- Location of the Tyssen Islands within the Falkland Islands
- Coordinates: 51°53′17″S 59°38′35″W﻿ / ﻿51.888°S 59.643°W
- Country: Falkland Islands
- Island group: Falkland Sound
- Time zone: UTC−3 (FKST)

= Tyssen Islands =

Group of islands in the Falkland Islands

The Tyssen Islands lie in Falkland Sound, between West Falkland and East Falkland. They lie off Lafonia in East Falkland, and between the Swan Islands and Great Island, Falkland Islands. The group of islands lie 4 mi south of the Swan Islands, and have some rocks south-west of the islands which are known as Tyssen Patch which stretch for 6 mi.

== Name ==
The islands are named after John Tyssen, a Royal Navy officer who arrived in the Falklands in 1839. The Hispanicized version of the island group is Islotes Tyssen.

== Geology ==
Islands in the group are; Sandbar Island, North Tyssen, Flat Tyssen, Sandy Island (or Sandy Tyssen), West Tyssen, High Tyssen and Peat Tyssen.

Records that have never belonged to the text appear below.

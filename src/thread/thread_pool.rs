//! A thread pool with a fixed number of workers and dependency-aware
//! scheduling.
//!
//! The pool keeps one work list guarded by one mutex. Workers scan the
//! list in insertion order and claim the first task whose dependency has
//! settled, so tasks become runnable implicitly the moment their gate
//! future turns terminal. Completing a task wakes as many additional
//! workers as the task had registered continuations (capped at the
//! worker count): each continuation is potentially a downstream task
//! turning ready, and waking exactly that many avoids both a thundering
//! herd and idle workers sitting on runnable work.

use super::task::{PoolTask, Task};
use crate::future::{DependencyList, Future};
use std::io;
use std::sync::{Arc, Condvar, Mutex};
use std::thread::{self, JoinHandle};
use std::time::Duration;

/// Safety net against lost wake-ups; workers re-scan at least this often.
const WORKER_IDLE_TIMEOUT: Duration = Duration::from_secs(1);

struct WorkSet {
    tasks: Vec<Box<dyn PoolTask>>,
    shutdown: bool,
}

struct PoolShared {
    work: Mutex<WorkSet>,
    condition: Condvar,
    worker_count: usize,
}

impl PoolShared {
    fn request_shutdown(&self) {
        let mut work = self.work.lock().unwrap();
        work.shutdown = true;
        self.condition.notify_all();
    }
}

/// A fixed-size worker pool executing tasks with future dependencies.
///
/// ```
/// use lockstep::StaticThreadPool;
///
/// let pool = StaticThreadPool::new(2).unwrap();
/// let first = pool.execute(|| 21);
/// let gate = first.clone();
/// let doubled = pool.execute_after(gate, move || first.get().unwrap() * 2);
/// assert_eq!(doubled.get().unwrap(), 42);
/// ```
pub struct StaticThreadPool {
    shared: Arc<PoolShared>,
    workers: Vec<JoinHandle<()>>,
}

impl StaticThreadPool {
    /// Spawns `worker_count` OS threads. The count is fixed for the
    /// pool's lifetime.
    pub fn new(worker_count: usize) -> io::Result<Self> {
        let shared = Arc::new(PoolShared {
            work: Mutex::new(WorkSet {
                tasks: Vec::new(),
                shutdown: false,
            }),
            condition: Condvar::new(),
            worker_count,
        });

        let mut workers = Vec::with_capacity(worker_count);
        for index in 0..worker_count {
            let worker_shared = Arc::clone(&shared);
            let spawned = thread::Builder::new()
                .name(format!("lockstep-worker-{}", index))
                .spawn(move || worker_loop(&worker_shared));
            match spawned {
                Ok(handle) => workers.push(handle),
                Err(error) => {
                    shared.request_shutdown();
                    for handle in workers {
                        let _ = handle.join();
                    }
                    return Err(error);
                }
            }
        }

        Ok(Self { shared, workers })
    }

    /// Spawns one worker per available CPU.
    pub fn with_default_workers() -> io::Result<Self> {
        Self::new(num_cpus::get())
    }

    /// The fixed number of workers.
    pub fn worker_count(&self) -> usize {
        self.shared.worker_count
    }

    /// Queues a task with no dependencies and returns a future over the
    /// thunk's result.
    pub fn execute<F, T>(&self, func: F) -> Future<T>
    where
        F: FnOnce() -> T + Send + 'static,
        T: Send + 'static,
    {
        self.execute_after((), func)
    }

    /// Queues a task gated on `dependencies` (see [`DependencyList`]).
    /// The task runs once every dependency has settled, in whatever
    /// stage; inspecting their outcomes is the thunk's business.
    pub fn execute_after<D, F, T>(&self, dependencies: D, func: F) -> Future<T>
    where
        D: DependencyList,
        F: FnOnce() -> T + Send + 'static,
        T: Send + 'static,
    {
        let task = Task::new(func, dependencies.fuse());
        let future = task.future();

        let mut work = self.shared.work.lock().unwrap();
        work.tasks.push(Box::new(task));
        log::trace!("task queued, {} in the work set", work.tasks.len());
        self.shared.condition.notify_one();

        future
    }
}

fn worker_loop(shared: &PoolShared) {
    let mut work = shared.work.lock().unwrap();

    while !work.shutdown {
        let ready = work.tasks.iter().position(|task| task.is_ready());
        let claimed = ready.map(|index| work.tasks.remove(index));

        if let Some(mut task) = claimed {
            drop(work);
            task.invoke();
            work = shared.work.lock().unwrap();

            // each continuation is a potential downstream task that just
            // turned ready; wake that many workers, capped at the pool size
            let wakeups = task.number_of_continuations().min(shared.worker_count);
            log::trace!("task finished, waking {} workers", wakeups);
            for _ in 0..wakeups {
                shared.condition.notify_one();
            }
        } else if !work.shutdown {
            let (reacquired, _) = shared
                .condition
                .wait_timeout(work, WORKER_IDLE_TIMEOUT)
                .unwrap();
            work = reacquired;
        }
    }
}

impl Drop for StaticThreadPool {
    /// Stops the workers, then drops every task still in the work set;
    /// their futures become broken promises.
    fn drop(&mut self) {
        self.shared.request_shutdown();
        for handle in self.workers.drain(..) {
            let _ = handle.join();
        }
        if let Ok(mut work) = self.shared.work.lock() {
            if !work.tasks.is_empty() {
                log::debug!("dropping {} unrun tasks at shutdown", work.tasks.len());
            }
            work.tasks.clear();
        }
    }
}
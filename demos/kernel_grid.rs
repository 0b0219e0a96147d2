use lockstep::{KernelExecutor, StaticThreadPool, WorkItem};
use std::sync::atomic::{AtomicU64, Ordering};
use std::sync::Arc;

const WIDTH: usize = 256;
const HEIGHT: usize = 256;

fn main() {
    env_logger::init();

    let pool = Arc::new(StaticThreadPool::with_default_workers().unwrap());
    println!("Dispatching on {} workers", pool.worker_count());

    let executor = KernelExecutor::new(pool);
    let grid: Arc<Vec<AtomicU64>> = Arc::new((0..WIDTH * HEIGHT).map(|_| AtomicU64::new(0)).collect());

    let kernel_grid = Arc::clone(&grid);
    let done = executor.execute(
        move |item: &WorkItem| {
            let x = item.global_id(0) as u64;
            let y = item.global_id(1) as u64;
            kernel_grid[item.global_id(1) * WIDTH + item.global_id(0)]
                .store(x * y, Ordering::Relaxed);
        },
        (WIDTH, HEIGHT),
    );
    done.get().unwrap();

    let total: u64 = grid.iter().map(|cell| cell.load(Ordering::Relaxed)).sum();
    println!("Sum over the grid: {}", total);
}
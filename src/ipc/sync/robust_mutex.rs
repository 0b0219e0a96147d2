//! A cross-process mutex that survives the death of its holder.
//!
//! Three realizations, picked per host:
//!
//! * Linux places an OS-robust, process-shared pthread mutex in a named
//!   shared memory region. Owner death is reported by the kernel and the
//!   mutex is marked consistent before the lock is handed over.
//! * Darwin has no robust pthread mutexes, so two locks are layered: a
//!   process-shared errorcheck mutex in a per-process region coordinates
//!   the threads of one process, and an exclusive `flock` on a well-known
//!   lock file coordinates processes; the kernel drops an advisory lock
//!   automatically when its holder dies. Acquisition order is fixed:
//!   local mutex first, then the file.
//! * Windows uses a named kernel mutex, where an abandoned wait result
//!   already means "ownership transferred to you".

use crate::ipc::errors::IpcError;
use std::fmt;

/// A named mutex usable across processes, with owner-death recovery.
///
/// The owner creates the backing OS objects and removes them on drop;
/// any number of non-owners may [`open`](RobustMutex::open) the same
/// name. Locking is not recursive: a second acquisition from the holding
/// thread fails with [`IpcError::RecursiveLock`], and unlocking from a
/// thread that does not hold the mutex fails with
/// [`IpcError::NotOwner`].
pub struct RobustMutex {
    name: String,
    inner: platform::Mutex,
}

impl RobustMutex {
    /// Creates the mutex `name` as owner.
    pub fn create(name: &str) -> Result<Self, IpcError> {
        Ok(Self {
            name: name.to_owned(),
            inner: platform::Mutex::new(name, true)?,
        })
    }

    /// Opens the existing mutex `name` as non-owner.
    pub fn open(name: &str) -> Result<Self, IpcError> {
        Ok(Self {
            name: name.to_owned(),
            inner: platform::Mutex::new(name, false)?,
        })
    }

    /// The logical name of the mutex.
    pub fn name(&self) -> &str {
        &self.name
    }

    /// Blocks until the mutex is acquired. If the previous holder died
    /// while holding it, the acquisition succeeds and ownership of the
    /// protected data transfers to the caller.
    pub fn lock(&self) -> Result<(), IpcError> {
        self.inner.lock()
    }

    /// Attempts the acquisition without blocking; `false` on contention,
    /// with no side effects.
    pub fn try_lock(&self) -> Result<bool, IpcError> {
        self.inner.try_lock()
    }

    /// Releases the mutex.
    pub fn unlock(&self) -> Result<(), IpcError> {
        self.inner.unlock()
    }

    /// Locks and returns a guard that unlocks on drop. This is the form
    /// [`ConditionVariable`](crate::ipc::sync::ConditionVariable) waits
    /// with.
    pub fn scoped(&self) -> Result<ScopedLock<'_>, IpcError> {
        self.lock()?;
        Ok(ScopedLock { mutex: self })
    }

    #[cfg(target_os = "linux")]
    pub(in crate::ipc::sync) fn raw(&self) -> *mut libc::pthread_mutex_t {
        self.inner.raw()
    }
}

impl fmt::Debug for RobustMutex {
    fn fmt(&self, f: &mut fmt::Formatter<'_>) -> fmt::Result {
        f.debug_struct("RobustMutex").field("name", &self.name).finish()
    }
}

/// RAII ownership of a locked [`RobustMutex`]; unlocks on drop,
/// swallowing any release failure.
pub struct ScopedLock<'a> {
    mutex: &'a RobustMutex,
}

impl<'a> ScopedLock<'a> {
    /// The mutex this guard holds.
    pub fn mutex(&self) -> &'a RobustMutex {
        self.mutex
    }
}

impl<'a> Drop for ScopedLock<'a> {
    fn drop(&mut self) {
        if let Err(error) = self.mutex.unlock() {
            log::warn!("failed to release mutex {}: {}", self.mutex.name(), error);
        }
    }
}
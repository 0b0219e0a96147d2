//! A named, kernel-backed shared memory region.

use super::errors::IpcError;
use std::fmt;

/// A named shared memory region mapped read/write into this process.
///
/// Owners ([`create`](SharedMemory::create)) make the region, size it and
/// remove it again when dropped; non-owners ([`open`](SharedMemory::open))
/// attach to an existing region and only unmap on drop. The region is raw
/// bytes; whoever places data in it provides the synchronization
/// (see [`sync`](crate::ipc::sync)).
pub struct SharedMemory {
    name: String,
    region: platform::Region,
}

impl SharedMemory {
    /// Creates (or replaces) the region `name` with `size` bytes and maps
    /// it. The caller becomes the owner: dropping this handle removes the
    /// region.
    pub fn create(name: &str, size: usize) -> Result<Self, IpcError> {
        let region = platform::Region::create(name, size)?;
        log::debug!("created shared memory region {} ({} bytes)", name, size);
        Ok(Self {
            name: name.to_owned(),
            region,
        })
    }

    /// Opens the existing region `name` and maps it. The region's size is
    /// taken from the object itself. Fails with
    /// [`IpcError::ResourceMissing`] if no such region exists.
    pub fn open(name: &str) -> Result<Self, IpcError> {
        let region = platform::Region::open(name)?;
        log::debug!(
            "opened shared memory region {} ({} bytes)",
            name,
            region.size
        );
        Ok(Self {
            name: name.to_owned(),
            region,
        })
    }

    /// The logical (caller-supplied) name of the region.
    pub fn name(&self) -> &str {
        &self.name
    }

    /// The mapped size in bytes.
    pub fn len(&self) -> usize {
        self.region.size
    }

    /// Whether the mapping is empty.
    pub fn is_empty(&self) -> bool {
        self.region.size == 0
    }

    /// Whether this handle owns (and will remove) the region.
    pub fn is_owner(&self) -> bool {
        self.region.owner
    }

    /// Base address of the mapping.
    pub fn as_ptr(&self) -> *mut u8 {
        self.region.address
    }
}

// The mapping is plain shared bytes; moving or sharing the handle between
// threads is no different from sharing it between processes. Callers
// synchronize all access to the contents.
unsafe impl Send for SharedMemory {}
unsafe impl Sync for SharedMemory {}

impl fmt::Debug for SharedMemory {
    fn fmt(&self, f: &mut fmt::Formatter<'_>) -> fmt::Result {
        f.debug_struct("SharedMemory")
            .field("name", &self.name)
            .field("size", &self.region.size)
            .field("owner", &self.region.owner)
            .finish()
    }
}

#[cfg(unix)]
mod platform {
    use crate::ipc::errors::{errno, last_os_error, os_error, IpcError};
    use std::ffi::CString;
    use std::ptr;

    pub(super) struct Region {
        pub(super) address: *mut u8,
        pub(super) size: usize,
        pub(super) owner: bool,
        fd: libc::c_int,
        shm_name: CString,
    }

    /// The OS-level object name for a logical region name.
    #[cfg(target_os = "linux")]
    fn object_name(name: &str) -> Result<CString, IpcError> {
        CString::new(format!("/{}", name)).map_err(|_| os_error("shm_name", libc::EINVAL))
    }

    /// Darwin limits object names to 31 bytes; a base64-encoded SHA-1
    /// digest is deterministic, unique enough, and always fits. The
    /// url-safe alphabet keeps '/' out of the name body.
    #[cfg(target_os = "macos")]
    fn object_name(name: &str) -> Result<CString, IpcError> {
        use sha1::{Digest, Sha1};
        let digest = Sha1::digest(name.as_bytes());
        let encoded = base64::encode_config(digest, base64::URL_SAFE);
        CString::new(format!("/{}", encoded)).map_err(|_| os_error("shm_name", libc::EINVAL))
    }

    fn map(fd: libc::c_int, size: usize) -> Result<*mut u8, IpcError> {
        let address = unsafe {
            libc::mmap(
                ptr::null_mut(),
                size,
                libc::PROT_READ | libc::PROT_WRITE,
                libc::MAP_SHARED | libc::MAP_NORESERVE,
                fd,
                0,
            )
        };
        if address == libc::MAP_FAILED {
            return Err(last_os_error("mmap"));
        }
        Ok(address as *mut u8)
    }

    fn size_on_disk(fd: libc::c_int) -> Result<usize, IpcError> {
        let mut stat: libc::stat = unsafe { std::mem::zeroed() };
        if unsafe { libc::fstat(fd, &mut stat) } != 0 {
            return Err(last_os_error("fstat"));
        }
        Ok(stat.st_size as usize)
    }

    impl Region {
        pub(super) fn create(name: &str, size: usize) -> Result<Self, IpcError> {
            let shm_name = object_name(name)?;

            // a stale region left behind by a crashed owner must not
            // survive into the new lifetime
            #[cfg(target_os = "macos")]
            unsafe {
                libc::shm_unlink(shm_name.as_ptr());
            }

            let flags = libc::O_RDWR | libc::O_CREAT | libc::O_EXCL;
            let mut fd = unsafe { libc::shm_open(shm_name.as_ptr(), flags, 0o640) };
            if fd < 0 && errno() == libc::EEXIST {
                if unsafe { libc::shm_unlink(shm_name.as_ptr()) } != 0 {
                    return Err(last_os_error("shm_unlink"));
                }
                fd = unsafe { libc::shm_open(shm_name.as_ptr(), flags, 0o640) };
            }
            if fd < 0 {
                return Err(last_os_error("shm_open"));
            }

            let needs_truncate = match size_on_disk(fd) {
                Ok(existing) => existing == 0,
                Err(_) => true,
            };
            if needs_truncate && unsafe { libc::ftruncate(fd, size as libc::off_t) } != 0 {
                let error = last_os_error("ftruncate");
                unsafe {
                    libc::close(fd);
                    libc::shm_unlink(shm_name.as_ptr());
                }
                return Err(error);
            }

            let address = match map(fd, size) {
                Ok(address) => address,
                Err(error) => {
                    unsafe {
                        libc::close(fd);
                        libc::shm_unlink(shm_name.as_ptr());
                    }
                    return Err(error);
                }
            };

            Ok(Self {
                address,
                size,
                owner: true,
                fd,
                shm_name,
            })
        }

        pub(super) fn open(name: &str) -> Result<Self, IpcError> {
            let shm_name = object_name(name)?;

            let fd = unsafe { libc::shm_open(shm_name.as_ptr(), libc::O_RDWR, 0o640) };
            if fd < 0 {
                return Err(if errno() == libc::ENOENT {
                    IpcError::ResourceMissing
                } else {
                    last_os_error("shm_open")
                });
            }

            let size = match size_on_disk(fd) {
                Ok(size) => size,
                Err(error) => {
                    unsafe { libc::close(fd) };
                    return Err(error);
                }
            };

            let address = match map(fd, size) {
                Ok(address) => address,
                Err(error) => {
                    unsafe { libc::close(fd) };
                    return Err(error);
                }
            };

            Ok(Self {
                address,
                size,
                owner: false,
                fd,
                shm_name,
            })
        }
    }

    impl Drop for Region {
        fn drop(&mut self) {
            unsafe {
                libc::munmap(self.address as *mut libc::c_void, self.size);
                libc::close(self.fd);
                if self.owner {
                    libc::shm_unlink(self.shm_name.as_ptr());
                }
            }
        }
    }
}

#[cfg(windows)]
mod platform {
    use crate::ipc::errors::{last_os_error, os_error, IpcError};
    use std::ffi::CString;
    use std::mem;
    use std::ptr;
    use winapi::shared::minwindef::FALSE;
    use winapi::um::handleapi::{CloseHandle, INVALID_HANDLE_VALUE};
    use winapi::um::memoryapi::{MapViewOfFile, UnmapViewOfFile, VirtualQuery, FILE_MAP_ALL_ACCESS};
    use winapi::um::winbase::{CreateFileMappingA, OpenFileMappingA};
    use winapi::um::winnt::{HANDLE, MEMORY_BASIC_INFORMATION, PAGE_READWRITE};

    pub(super) struct Region {
        pub(super) address: *mut u8,
        pub(super) size: usize,
        pub(super) owner: bool,
        handle: HANDLE,
    }

    fn object_name(name: &str) -> Result<CString, IpcError> {
        CString::new(name).map_err(|_| os_error("mapping_name", -1))
    }

    impl Region {
        pub(super) fn create(name: &str, size: usize) -> Result<Self, IpcError> {
            let mapping_name = object_name(name)?;
            let handle = unsafe {
                CreateFileMappingA(
                    INVALID_HANDLE_VALUE,
                    ptr::null_mut(),
                    PAGE_READWRITE,
                    (size as u64 >> 32) as u32,
                    (size as u64 & 0xffff_ffff) as u32,
                    mapping_name.as_ptr(),
                )
            };
            if handle.is_null() {
                return Err(last_os_error("CreateFileMappingA"));
            }
            Self::map(handle, size, true)
        }

        pub(super) fn open(name: &str) -> Result<Self, IpcError> {
            let mapping_name = object_name(name)?;
            let handle =
                unsafe { OpenFileMappingA(FILE_MAP_ALL_ACCESS, FALSE, mapping_name.as_ptr()) };
            if handle.is_null() {
                return Err(IpcError::ResourceMissing);
            }
            // 0 maps the whole object; the actual size is read back below
            Self::map(handle, 0, false)
        }

        fn map(handle: HANDLE, size: usize, owner: bool) -> Result<Self, IpcError> {
            let address = unsafe { MapViewOfFile(handle, FILE_MAP_ALL_ACCESS, 0, 0, size) };
            if address.is_null() {
                let error = last_os_error("MapViewOfFile");
                unsafe { CloseHandle(handle) };
                return Err(error);
            }

            let size = if owner {
                size
            } else {
                let mut info: MEMORY_BASIC_INFORMATION = unsafe { mem::zeroed() };
                let written =
                    unsafe { VirtualQuery(address, &mut info, mem::size_of_val(&info)) };
                if written == 0 {
                    let error = last_os_error("VirtualQuery");
                    unsafe {
                        UnmapViewOfFile(address);
                        CloseHandle(handle);
                    }
                    return Err(error);
                }
                info.RegionSize
            };

            Ok(Self {
                address: address as *mut u8,
                size,
                owner,
                handle,
            })
        }
    }

    impl Drop for Region {
        fn drop(&mut self) {
            unsafe {
                UnmapViewOfFile(self.address as *mut _);
                CloseHandle(self.handle);
            }
        }
    }
}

The geology of the islands is the same as the plain low-lying land of Lafonia, which is across the sound to the east. The rocks were laid down during the Mesozoic era and of Jurassic and Triassic origin, being composed of sandstone and mudstone. Strange comments that because the islands are on average 15 m high, and barely rise above 30 m, they were better suited to farming animals and show "..the influence of man's settlement and stocking more than any other of the Falkland archipelago."

== Land use ==
Although some of the smaller islands, such as Peat and High Tyssen do not have sheep, Sandbar Island is still used for grazing.

== Wildlife ==
Sea lions are known to frequent the islands, and in the early 1930s, a survey estimated there to be 1,364 of them. Although a rare species for the Falkland Islands, the Hudsonian godwit has been recorded on Sandy Tyssen island in 2003. Flat Tyssen has had rabbits introduced onto the island at some point in its history, although it is unclear if the population is still extant.